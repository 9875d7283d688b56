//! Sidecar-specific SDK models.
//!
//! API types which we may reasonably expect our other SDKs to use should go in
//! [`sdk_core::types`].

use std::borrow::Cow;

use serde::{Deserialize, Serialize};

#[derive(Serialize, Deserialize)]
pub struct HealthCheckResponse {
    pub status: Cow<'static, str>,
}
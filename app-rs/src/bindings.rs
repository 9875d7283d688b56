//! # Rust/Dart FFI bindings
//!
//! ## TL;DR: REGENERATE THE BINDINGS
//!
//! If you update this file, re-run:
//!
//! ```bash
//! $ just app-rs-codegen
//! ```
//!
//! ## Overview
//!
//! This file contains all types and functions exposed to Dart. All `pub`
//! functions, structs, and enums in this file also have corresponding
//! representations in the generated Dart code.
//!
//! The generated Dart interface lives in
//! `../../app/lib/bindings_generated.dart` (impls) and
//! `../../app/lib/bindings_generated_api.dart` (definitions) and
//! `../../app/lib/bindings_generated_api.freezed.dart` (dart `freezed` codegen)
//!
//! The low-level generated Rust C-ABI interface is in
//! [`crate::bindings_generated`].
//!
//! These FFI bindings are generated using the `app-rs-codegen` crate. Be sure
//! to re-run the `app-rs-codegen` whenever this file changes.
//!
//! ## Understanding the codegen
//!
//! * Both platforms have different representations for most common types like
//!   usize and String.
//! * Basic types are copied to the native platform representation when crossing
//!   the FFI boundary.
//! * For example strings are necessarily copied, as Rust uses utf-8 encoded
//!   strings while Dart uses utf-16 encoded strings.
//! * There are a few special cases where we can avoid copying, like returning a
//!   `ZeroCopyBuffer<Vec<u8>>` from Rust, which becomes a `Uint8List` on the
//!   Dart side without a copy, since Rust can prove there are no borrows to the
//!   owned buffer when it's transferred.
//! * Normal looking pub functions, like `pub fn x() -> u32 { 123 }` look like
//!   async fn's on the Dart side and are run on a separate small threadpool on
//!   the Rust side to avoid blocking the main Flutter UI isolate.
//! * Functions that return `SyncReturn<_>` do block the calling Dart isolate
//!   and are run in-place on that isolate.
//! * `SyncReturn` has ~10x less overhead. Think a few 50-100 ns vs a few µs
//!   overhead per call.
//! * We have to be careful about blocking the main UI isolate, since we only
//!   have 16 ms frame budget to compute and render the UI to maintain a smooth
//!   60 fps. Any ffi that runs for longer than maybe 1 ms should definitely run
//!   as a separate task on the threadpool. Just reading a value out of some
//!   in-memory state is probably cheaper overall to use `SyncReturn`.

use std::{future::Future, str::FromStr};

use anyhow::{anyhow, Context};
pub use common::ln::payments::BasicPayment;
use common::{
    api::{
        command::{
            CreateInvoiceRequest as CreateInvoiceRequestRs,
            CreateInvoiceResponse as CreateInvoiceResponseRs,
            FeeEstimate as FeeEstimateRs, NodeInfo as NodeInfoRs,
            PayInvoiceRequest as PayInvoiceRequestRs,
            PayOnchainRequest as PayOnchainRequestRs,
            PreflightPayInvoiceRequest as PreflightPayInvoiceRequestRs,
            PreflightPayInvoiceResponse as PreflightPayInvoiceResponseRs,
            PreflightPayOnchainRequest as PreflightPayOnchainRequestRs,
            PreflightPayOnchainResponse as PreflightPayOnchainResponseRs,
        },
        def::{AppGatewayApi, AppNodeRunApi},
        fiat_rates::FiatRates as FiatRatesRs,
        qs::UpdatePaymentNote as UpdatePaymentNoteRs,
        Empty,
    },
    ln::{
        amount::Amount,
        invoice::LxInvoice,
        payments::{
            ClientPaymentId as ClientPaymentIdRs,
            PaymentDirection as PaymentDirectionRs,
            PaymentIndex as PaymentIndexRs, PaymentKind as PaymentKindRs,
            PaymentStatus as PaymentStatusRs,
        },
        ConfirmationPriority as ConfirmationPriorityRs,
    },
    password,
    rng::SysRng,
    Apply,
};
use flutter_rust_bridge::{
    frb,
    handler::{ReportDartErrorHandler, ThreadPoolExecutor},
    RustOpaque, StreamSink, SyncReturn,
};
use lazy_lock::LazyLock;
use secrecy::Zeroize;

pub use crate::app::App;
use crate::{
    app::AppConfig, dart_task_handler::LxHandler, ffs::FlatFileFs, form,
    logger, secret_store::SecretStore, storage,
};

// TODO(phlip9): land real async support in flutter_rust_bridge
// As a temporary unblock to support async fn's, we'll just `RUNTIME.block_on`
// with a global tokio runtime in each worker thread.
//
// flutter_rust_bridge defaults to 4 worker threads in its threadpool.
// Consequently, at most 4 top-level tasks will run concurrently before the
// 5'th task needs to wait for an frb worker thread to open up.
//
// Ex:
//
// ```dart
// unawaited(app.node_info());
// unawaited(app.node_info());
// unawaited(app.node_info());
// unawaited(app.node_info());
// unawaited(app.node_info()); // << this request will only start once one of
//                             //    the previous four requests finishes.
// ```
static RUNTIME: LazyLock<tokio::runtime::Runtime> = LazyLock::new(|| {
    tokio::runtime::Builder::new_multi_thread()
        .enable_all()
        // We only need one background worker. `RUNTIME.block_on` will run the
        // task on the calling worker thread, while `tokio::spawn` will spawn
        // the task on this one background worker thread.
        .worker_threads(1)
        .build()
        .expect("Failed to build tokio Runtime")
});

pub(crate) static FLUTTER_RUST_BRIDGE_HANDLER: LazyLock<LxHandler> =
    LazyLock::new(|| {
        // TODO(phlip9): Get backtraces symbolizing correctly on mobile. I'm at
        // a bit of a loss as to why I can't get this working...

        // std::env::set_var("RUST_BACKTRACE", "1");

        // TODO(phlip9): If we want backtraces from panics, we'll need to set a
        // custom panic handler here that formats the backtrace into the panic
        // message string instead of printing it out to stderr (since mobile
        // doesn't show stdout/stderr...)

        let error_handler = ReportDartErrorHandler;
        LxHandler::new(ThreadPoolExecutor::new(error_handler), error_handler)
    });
++++++++
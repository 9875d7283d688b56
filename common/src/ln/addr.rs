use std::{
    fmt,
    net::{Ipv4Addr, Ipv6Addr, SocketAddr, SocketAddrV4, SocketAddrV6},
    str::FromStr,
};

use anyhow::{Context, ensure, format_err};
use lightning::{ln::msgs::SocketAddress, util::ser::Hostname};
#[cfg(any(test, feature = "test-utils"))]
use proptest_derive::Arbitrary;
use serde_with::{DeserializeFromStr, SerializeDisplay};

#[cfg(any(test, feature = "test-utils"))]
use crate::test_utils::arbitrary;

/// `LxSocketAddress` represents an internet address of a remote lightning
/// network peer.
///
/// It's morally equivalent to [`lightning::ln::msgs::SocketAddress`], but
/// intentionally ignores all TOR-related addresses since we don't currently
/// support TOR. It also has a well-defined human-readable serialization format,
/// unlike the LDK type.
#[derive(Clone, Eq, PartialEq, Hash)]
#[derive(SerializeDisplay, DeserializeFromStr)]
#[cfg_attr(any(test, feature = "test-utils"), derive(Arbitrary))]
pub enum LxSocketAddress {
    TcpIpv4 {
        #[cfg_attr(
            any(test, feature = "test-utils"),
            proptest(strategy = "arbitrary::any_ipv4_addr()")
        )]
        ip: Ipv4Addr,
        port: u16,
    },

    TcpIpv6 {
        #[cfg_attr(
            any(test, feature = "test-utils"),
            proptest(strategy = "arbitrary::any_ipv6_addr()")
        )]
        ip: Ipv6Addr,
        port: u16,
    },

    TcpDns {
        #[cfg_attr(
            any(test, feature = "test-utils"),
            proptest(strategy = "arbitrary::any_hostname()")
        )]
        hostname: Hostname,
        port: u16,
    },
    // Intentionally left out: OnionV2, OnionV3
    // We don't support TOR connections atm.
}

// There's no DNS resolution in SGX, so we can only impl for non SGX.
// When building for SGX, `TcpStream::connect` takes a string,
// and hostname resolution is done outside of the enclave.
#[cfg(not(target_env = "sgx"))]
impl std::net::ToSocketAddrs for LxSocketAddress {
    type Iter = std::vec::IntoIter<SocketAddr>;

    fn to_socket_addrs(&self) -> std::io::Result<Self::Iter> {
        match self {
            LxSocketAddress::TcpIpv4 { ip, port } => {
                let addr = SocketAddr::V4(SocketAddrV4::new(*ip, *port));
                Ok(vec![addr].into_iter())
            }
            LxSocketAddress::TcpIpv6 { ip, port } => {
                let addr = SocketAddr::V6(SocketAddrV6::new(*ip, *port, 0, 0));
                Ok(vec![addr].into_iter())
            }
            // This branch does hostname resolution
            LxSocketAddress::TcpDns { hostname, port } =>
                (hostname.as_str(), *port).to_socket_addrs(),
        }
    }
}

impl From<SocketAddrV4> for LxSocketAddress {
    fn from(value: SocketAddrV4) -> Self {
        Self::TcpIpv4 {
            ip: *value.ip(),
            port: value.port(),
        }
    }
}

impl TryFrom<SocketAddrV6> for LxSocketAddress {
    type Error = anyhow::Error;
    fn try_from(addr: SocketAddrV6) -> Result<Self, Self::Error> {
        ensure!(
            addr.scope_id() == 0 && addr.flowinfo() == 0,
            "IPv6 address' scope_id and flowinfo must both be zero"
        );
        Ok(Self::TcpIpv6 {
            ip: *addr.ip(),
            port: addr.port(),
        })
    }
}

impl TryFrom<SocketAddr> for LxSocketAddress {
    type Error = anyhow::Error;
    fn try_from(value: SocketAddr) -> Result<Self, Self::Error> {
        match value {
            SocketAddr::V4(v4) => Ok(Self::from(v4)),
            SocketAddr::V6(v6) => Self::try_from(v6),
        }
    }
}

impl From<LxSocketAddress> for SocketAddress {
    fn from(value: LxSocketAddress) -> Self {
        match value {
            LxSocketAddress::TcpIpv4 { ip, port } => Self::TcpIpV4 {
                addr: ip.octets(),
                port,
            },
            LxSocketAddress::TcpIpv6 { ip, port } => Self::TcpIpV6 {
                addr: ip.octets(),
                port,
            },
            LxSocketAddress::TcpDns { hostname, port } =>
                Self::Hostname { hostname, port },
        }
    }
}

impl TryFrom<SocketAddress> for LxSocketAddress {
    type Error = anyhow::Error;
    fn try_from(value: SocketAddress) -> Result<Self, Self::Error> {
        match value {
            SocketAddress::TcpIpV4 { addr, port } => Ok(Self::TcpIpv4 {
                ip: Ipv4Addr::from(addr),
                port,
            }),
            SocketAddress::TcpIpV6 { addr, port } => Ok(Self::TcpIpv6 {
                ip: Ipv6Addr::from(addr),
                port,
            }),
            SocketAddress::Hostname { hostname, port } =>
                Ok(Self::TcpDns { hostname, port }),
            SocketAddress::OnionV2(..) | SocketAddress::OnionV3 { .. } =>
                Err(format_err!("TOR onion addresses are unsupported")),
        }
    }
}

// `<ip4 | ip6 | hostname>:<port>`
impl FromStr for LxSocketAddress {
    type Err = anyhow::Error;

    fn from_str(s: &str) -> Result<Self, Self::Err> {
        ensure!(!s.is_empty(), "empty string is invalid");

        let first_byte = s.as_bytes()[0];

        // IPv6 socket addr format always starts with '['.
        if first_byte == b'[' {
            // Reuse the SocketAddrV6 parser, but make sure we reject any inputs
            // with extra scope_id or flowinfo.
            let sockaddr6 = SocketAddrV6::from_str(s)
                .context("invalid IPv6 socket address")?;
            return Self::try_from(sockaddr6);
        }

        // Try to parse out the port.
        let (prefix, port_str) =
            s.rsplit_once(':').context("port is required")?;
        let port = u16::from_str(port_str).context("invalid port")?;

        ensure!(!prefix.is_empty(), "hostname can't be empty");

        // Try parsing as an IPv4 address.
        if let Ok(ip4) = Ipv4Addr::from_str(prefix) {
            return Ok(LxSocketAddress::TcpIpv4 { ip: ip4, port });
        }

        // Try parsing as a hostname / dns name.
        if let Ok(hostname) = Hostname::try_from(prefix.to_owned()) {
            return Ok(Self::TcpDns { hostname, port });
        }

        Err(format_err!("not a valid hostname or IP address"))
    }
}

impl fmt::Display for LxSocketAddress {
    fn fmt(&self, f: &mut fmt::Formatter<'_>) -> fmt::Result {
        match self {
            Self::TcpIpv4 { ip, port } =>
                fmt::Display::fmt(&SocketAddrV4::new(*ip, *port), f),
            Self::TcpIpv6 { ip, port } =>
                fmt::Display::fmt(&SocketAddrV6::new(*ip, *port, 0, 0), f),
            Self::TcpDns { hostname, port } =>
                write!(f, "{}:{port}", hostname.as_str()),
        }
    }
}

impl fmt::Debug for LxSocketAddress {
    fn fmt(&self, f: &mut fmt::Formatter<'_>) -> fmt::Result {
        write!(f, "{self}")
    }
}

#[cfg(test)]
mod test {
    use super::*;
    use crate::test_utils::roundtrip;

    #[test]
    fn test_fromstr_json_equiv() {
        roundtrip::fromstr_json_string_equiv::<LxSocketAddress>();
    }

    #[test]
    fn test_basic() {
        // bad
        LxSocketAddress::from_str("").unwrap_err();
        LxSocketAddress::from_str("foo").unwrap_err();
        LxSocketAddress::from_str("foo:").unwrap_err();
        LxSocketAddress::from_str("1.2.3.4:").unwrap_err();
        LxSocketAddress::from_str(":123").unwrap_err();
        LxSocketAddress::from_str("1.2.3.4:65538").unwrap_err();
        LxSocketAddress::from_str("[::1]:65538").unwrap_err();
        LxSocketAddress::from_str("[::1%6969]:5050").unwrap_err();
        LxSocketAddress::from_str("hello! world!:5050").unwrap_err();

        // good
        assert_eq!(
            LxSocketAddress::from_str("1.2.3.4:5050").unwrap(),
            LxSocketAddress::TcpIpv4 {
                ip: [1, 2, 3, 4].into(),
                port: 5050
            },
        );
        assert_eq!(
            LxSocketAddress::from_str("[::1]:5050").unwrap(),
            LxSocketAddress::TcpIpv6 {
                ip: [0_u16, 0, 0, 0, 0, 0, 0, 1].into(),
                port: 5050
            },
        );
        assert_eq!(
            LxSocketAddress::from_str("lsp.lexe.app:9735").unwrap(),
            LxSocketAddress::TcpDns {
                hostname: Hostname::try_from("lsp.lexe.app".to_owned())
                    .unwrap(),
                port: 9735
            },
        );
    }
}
++++++++
#### [What you should do]
Provide solely the number of lines in the data that include the word "uses".

#### [Reply to the exercise]
2